Alphonse.
I miss you more than ever tonight. And I find myself thinking only of your voice, whenever anyone is talking to me. I don't really care what they had to say anyway. All I've wanted since I got here was to find a way home to you, and to touch you one more time. I hope you don't forget me, Al, even though it might actually be easier on you if you did. But I guess I'm selfish, and I don't want something like that.
I promise I'll see you again one day, just like I promised I'd get your body back. I did that, didn't I? So I hope you didn't do something like give up on me, even if I deserve it.
Tell that bastard Taisa I said hello.
-Ed
Edward Elric looked down at the paper he had just written on, in slightly shaking left-handed script. He frowned, and scratched out the last line with his pen. After a minute, he changed his mind and wrote it back in. Then he crossed it out again. He started to write something similar one more time, then just sighed. He threw the pen across the room and buried his face in his hands. He didn't notice the tears that slid down his cheeks and fell on the letter, leaving big blue-black spots in the middle of it.
He was mad at himself. For not being able to write the letter. For even THINKING of writing the letter. It was a stupid thing to do, anyway – it wasn't like he could just send it through the Gate and have it reach Al, anyway.
But...he couldn't stop missing him.
And then, that fucking bastard...he missed HIM too. And he hated to admit it to himself. He knew Mustang wasn't dead. He knew. And he had a pretty good guess that the Taisa would take good care of his little brother. Maybe too good. And didn't Al deserve it anyway? To have someone who could actually keep his promises and be worth something – someone who wasn't just going to fuck up again and again.
He crumpled up the letter and dropped it on the ground next to a million other pieces of paper, shoved his chair back from the desk and stood up. The chair fell over – but he didn't have any intention of righting it.
He walked to the bedroom. There was no one here tonight to chide him for not getting enough sleep or to ask about the mess of papers on the floor in the study. Thankfully.
He stripped, and flopped onto the bed, not bothering to get under the covers or anything. His real leg hung off the edge, but didn't touch the ground. Another time, he'd notice something like that and get pissed off about having not grown at all in the past six months. But not tonight.
He looked over at the mirror in the corner. How he hated that fucking mirror.
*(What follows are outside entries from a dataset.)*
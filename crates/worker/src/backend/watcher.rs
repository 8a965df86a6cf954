//! Poll-based progress inference from marker files.
//!
//! The grid job cannot report back directly. Its script drops stage logs
//! and a completion sentinel into the workspace, and [`MarkerWatcher`]
//! looks for them on a fixed interval. A stage that starts and ends
//! between two polls is never seen, and completion is noticed up to one
//! interval late.

use std::path::{Path, PathBuf};
use std::time::Duration;

use simfleet_core::naming::{COMPILE_LOG, COMPLETE_SENTINEL, COMPRESS_LOG, SIMULATE_LOG};
use simfleet_core::status::WorkerStatus;

use super::StatusCell;
use crate::error::WorkerError;

/// Stage markers in priority order: the first one present wins.
pub const STAGE_MARKERS: [(&str, WorkerStatus); 3] = [
    (COMPRESS_LOG, WorkerStatus::Compressing),
    (SIMULATE_LOG, WorkerStatus::Simulating),
    (COMPILE_LOG, WorkerStatus::Compiling),
];

/// Result of a single look at the workspace.
#[derive(Debug, Clone, Copy, PartialEq, Eq)]
pub enum Probe {
    /// The completion sentinel exists.
    Complete,
    /// The highest-priority stage marker present.
    Stage(WorkerStatus),
    /// No marker yet.
    Idle,
}

/// Watches one workspace for stage markers and the completion sentinel.
#[derive(Debug, Clone)]
pub struct MarkerWatcher {
    dir: PathBuf,
    interval: Duration,
    markers: &'static [(&'static str, WorkerStatus)],
    sentinel: &'static str,
}

impl MarkerWatcher {
    pub fn new(dir: impl Into<PathBuf>, interval: Duration) -> Self {
        Self {
            dir: dir.into(),
            interval,
            markers: &STAGE_MARKERS,
            sentinel: COMPLETE_SENTINEL,
        }
    }

    pub fn dir(&self) -> &Path {
        &self.dir
    }

    /// Inspect the workspace once.
    pub async fn probe(&self) -> Result<Probe, WorkerError> {
        if !exists(&self.dir).await? {
            return Err(WorkerError::WorkspaceVanished(self.dir.clone()));
        }
        if exists(&self.dir.join(self.sentinel)).await? {
            return Ok(Probe::Complete);
        }
        for (marker, status) in self.markers {
            if exists(&self.dir.join(marker)).await? {
                return Ok(Probe::Stage(*status));
            }
        }
        Ok(Probe::Idle)
    }

    /// Sleep, probe, publish the inferred stage; repeat until the sentinel
    /// appears. `Idle` ticks leave the current status untouched.
    pub async fn wait_for_completion(&self, status: &StatusCell) -> Result<(), WorkerError> {
        loop {
            tokio::time::sleep(self.interval).await;
            match self.probe().await? {
                Probe::Complete => return Ok(()),
                Probe::Stage(stage) => status.set(stage),
                Probe::Idle => {}
            }
        }
    }
}

async fn exists(path: &Path) -> Result<bool, WorkerError> {
    Ok(tokio::fs::try_exists(path).await?)
}

// ---------------------------------------------------------------------------
// Tests
// ---------------------------------------------------------------------------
Every time he looked in it, he remembered the way he used to be...and he imagined sometimes that he could just reach through it and get his old life back – his life with Al. His life with Mustang. THEIR life. The way it was meant to be. He was glad he'd covered that damn thing up. Now he didn't have to look at himself in it anymore. Sometime, maybe, he'd get masochistic enough to go uncover it and imagine those same things. But not tonight.
Tonight – he just wanted to lay here and think about the people he'd left behind. Most of them, he could really do without. He was grown up, damnit, and he could take care of himself. But...EDwasn't the only person he had to take care of. There was Al. And now...he couldn't do it. It wasn't even that he regretted doing what he did – there had been no other choice, and he'd known it could turn out like this. But so what? Al was at least safe, and at least whole. And wasn't that what Ed had promised, anyway? To get Al's body back. And, well, he'd come through. It had taken him five years – but he'd kept that promise, at least.
He thought of Al's face – he hadn't seen it, really, in more than five years. He...couldn't even *quite* picture it now, although he'd never admit such a thing to Alphonse. But what he could see...was Al's eyes. The part he'd NEVER be able to forget. His brother's beautiful greengreymagical eyes. And he wanted to look into them again – and to see Al's smile reach all the way up to his eyes. He wanted it SO much. And it hurt.
And there were so many other things he wanted – things he didn't think he could actually SAY to Al. Things he'd ever barely been able to say to Roy, even when Roy asked him to. And, while Al had never been squeamish, really, about that sort of thing, Ed couldn't imagine trying to say words like that to his little brother. Even if they weren't exactly naughty words.
He thought of the crumbled and torn up pieces of paper littering the floor of the study. This was at least the eighth time he'd had a night like this – writing letters that Alphonse would never get, and being furious with himself for not being able to find the right words to even put into them, and then being even more furious for ever coming up with the idea in the first place.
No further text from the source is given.